- **Instructions to follow**
Between the line containing "let Some(engine) = self.engine.as_mut() else" and the line containing "to direct hosting." lies a run of lines; give that run again exactly, with both of those lines, and nothing else from the entries below.

(Data items)
= = = = =

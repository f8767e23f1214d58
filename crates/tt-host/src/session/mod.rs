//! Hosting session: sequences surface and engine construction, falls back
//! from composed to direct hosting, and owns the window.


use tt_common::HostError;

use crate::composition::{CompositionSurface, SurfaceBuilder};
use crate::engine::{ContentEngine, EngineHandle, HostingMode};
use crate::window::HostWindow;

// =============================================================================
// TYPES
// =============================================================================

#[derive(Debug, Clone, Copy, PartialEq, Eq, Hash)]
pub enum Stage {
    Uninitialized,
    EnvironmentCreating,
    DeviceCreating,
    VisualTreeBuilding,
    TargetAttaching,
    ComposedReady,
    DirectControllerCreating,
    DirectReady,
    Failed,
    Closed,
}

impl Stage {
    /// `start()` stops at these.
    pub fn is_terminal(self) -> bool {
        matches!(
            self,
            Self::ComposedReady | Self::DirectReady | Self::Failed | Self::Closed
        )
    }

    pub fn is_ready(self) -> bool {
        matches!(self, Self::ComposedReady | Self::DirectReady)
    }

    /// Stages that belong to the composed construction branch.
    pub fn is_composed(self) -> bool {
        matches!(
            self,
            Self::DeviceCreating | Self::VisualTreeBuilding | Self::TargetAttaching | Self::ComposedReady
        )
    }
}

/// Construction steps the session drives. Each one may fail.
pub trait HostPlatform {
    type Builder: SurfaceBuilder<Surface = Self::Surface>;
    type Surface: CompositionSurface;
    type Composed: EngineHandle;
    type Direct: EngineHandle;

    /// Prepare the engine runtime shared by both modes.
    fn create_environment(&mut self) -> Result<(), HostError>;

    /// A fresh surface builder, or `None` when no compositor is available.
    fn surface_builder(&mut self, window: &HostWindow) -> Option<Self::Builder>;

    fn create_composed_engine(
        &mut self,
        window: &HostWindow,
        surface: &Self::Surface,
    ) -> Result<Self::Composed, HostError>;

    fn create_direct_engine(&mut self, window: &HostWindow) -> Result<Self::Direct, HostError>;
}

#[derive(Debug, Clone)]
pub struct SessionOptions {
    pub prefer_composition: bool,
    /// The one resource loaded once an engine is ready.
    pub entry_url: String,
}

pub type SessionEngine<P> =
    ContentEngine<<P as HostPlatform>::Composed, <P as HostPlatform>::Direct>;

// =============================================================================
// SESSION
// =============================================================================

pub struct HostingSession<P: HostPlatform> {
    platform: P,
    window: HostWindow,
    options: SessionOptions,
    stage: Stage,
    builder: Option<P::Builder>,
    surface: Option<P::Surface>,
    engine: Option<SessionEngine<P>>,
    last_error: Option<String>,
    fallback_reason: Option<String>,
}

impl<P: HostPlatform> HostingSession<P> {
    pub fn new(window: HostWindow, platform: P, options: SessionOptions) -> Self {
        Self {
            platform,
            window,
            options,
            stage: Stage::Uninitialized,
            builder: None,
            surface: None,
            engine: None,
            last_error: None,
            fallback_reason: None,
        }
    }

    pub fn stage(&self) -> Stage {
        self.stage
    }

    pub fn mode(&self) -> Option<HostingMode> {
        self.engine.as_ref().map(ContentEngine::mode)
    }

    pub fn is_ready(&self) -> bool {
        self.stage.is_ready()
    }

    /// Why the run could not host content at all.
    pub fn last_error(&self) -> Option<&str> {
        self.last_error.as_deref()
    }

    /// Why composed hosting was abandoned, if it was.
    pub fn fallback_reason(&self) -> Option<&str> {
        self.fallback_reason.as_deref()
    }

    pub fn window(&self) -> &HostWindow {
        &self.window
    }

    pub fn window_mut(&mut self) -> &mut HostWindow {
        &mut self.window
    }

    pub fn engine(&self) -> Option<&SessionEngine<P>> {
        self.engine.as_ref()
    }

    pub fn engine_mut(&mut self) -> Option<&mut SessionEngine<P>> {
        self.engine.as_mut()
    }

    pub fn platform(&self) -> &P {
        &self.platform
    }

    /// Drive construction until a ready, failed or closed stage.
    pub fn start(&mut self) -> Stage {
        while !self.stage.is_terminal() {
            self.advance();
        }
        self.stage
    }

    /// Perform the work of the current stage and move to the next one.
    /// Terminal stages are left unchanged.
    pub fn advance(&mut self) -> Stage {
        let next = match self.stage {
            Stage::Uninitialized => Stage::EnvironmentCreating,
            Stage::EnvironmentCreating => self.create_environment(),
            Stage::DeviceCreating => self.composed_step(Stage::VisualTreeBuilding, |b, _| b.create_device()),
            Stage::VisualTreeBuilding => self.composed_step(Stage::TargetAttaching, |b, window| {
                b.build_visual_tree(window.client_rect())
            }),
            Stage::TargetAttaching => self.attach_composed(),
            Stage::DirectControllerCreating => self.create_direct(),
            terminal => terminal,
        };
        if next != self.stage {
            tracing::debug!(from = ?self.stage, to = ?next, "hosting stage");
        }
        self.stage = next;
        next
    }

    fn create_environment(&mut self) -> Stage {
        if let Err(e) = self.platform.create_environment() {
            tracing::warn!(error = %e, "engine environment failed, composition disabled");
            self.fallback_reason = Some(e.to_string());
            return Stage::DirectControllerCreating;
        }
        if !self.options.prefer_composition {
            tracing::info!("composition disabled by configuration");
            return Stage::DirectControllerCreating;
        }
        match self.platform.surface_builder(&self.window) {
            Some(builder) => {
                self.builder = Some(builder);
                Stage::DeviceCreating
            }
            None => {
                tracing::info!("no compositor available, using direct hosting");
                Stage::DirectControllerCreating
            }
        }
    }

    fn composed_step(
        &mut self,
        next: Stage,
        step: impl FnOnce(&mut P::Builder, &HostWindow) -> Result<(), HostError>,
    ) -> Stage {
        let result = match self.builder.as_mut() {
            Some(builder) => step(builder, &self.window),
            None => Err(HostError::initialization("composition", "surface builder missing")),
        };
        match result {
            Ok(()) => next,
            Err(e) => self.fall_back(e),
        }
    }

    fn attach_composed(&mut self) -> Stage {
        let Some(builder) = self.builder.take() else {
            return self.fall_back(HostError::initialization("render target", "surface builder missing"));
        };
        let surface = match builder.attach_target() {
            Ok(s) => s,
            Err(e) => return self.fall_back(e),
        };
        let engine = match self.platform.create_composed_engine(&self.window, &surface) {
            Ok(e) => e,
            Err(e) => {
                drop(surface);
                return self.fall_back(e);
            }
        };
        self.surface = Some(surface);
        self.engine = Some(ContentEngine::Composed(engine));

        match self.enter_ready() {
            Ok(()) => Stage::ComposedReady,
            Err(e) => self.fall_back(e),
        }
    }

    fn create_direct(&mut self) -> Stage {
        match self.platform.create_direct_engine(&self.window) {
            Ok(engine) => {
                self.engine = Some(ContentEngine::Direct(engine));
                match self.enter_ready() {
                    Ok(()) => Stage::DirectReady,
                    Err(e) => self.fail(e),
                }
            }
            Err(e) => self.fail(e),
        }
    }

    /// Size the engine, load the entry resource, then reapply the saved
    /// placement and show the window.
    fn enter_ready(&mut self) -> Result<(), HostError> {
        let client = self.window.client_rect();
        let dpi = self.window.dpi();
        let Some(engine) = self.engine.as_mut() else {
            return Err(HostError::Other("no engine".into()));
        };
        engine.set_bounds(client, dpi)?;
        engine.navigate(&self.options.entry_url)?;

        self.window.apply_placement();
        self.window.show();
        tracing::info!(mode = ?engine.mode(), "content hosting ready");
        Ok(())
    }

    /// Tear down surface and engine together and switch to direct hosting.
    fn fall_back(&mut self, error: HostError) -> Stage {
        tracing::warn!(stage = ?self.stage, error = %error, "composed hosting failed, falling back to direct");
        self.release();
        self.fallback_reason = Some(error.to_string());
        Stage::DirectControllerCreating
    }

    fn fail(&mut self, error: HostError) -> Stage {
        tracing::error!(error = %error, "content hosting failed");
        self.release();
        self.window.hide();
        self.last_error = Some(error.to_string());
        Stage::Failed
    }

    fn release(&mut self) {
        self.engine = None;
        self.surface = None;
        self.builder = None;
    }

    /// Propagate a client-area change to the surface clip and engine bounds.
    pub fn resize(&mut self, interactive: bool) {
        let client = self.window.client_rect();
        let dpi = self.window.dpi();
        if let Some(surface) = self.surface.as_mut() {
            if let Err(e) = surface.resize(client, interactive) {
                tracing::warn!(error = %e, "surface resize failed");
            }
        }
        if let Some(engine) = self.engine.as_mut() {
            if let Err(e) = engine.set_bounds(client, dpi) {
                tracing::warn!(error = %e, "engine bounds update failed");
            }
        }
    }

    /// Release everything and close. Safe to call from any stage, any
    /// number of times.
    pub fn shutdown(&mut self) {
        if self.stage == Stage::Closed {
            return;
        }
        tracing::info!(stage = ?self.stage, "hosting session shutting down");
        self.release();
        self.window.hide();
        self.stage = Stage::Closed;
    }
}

= = = = =

- **Reply**
        let Some(engine) = self.engine.as_mut() else {
            return Err(HostError::Other("no engine".into()));
        };
        engine.set_bounds(client, dpi)?;
        engine.navigate(&self.options.entry_url)?;

        self.window.apply_placement();
        self.window.show();
        tracing::info!(mode = ?engine.mode(), "content hosting ready");
        Ok(())
    }

    /// Tear down surface and engine together and switch to direct hosting.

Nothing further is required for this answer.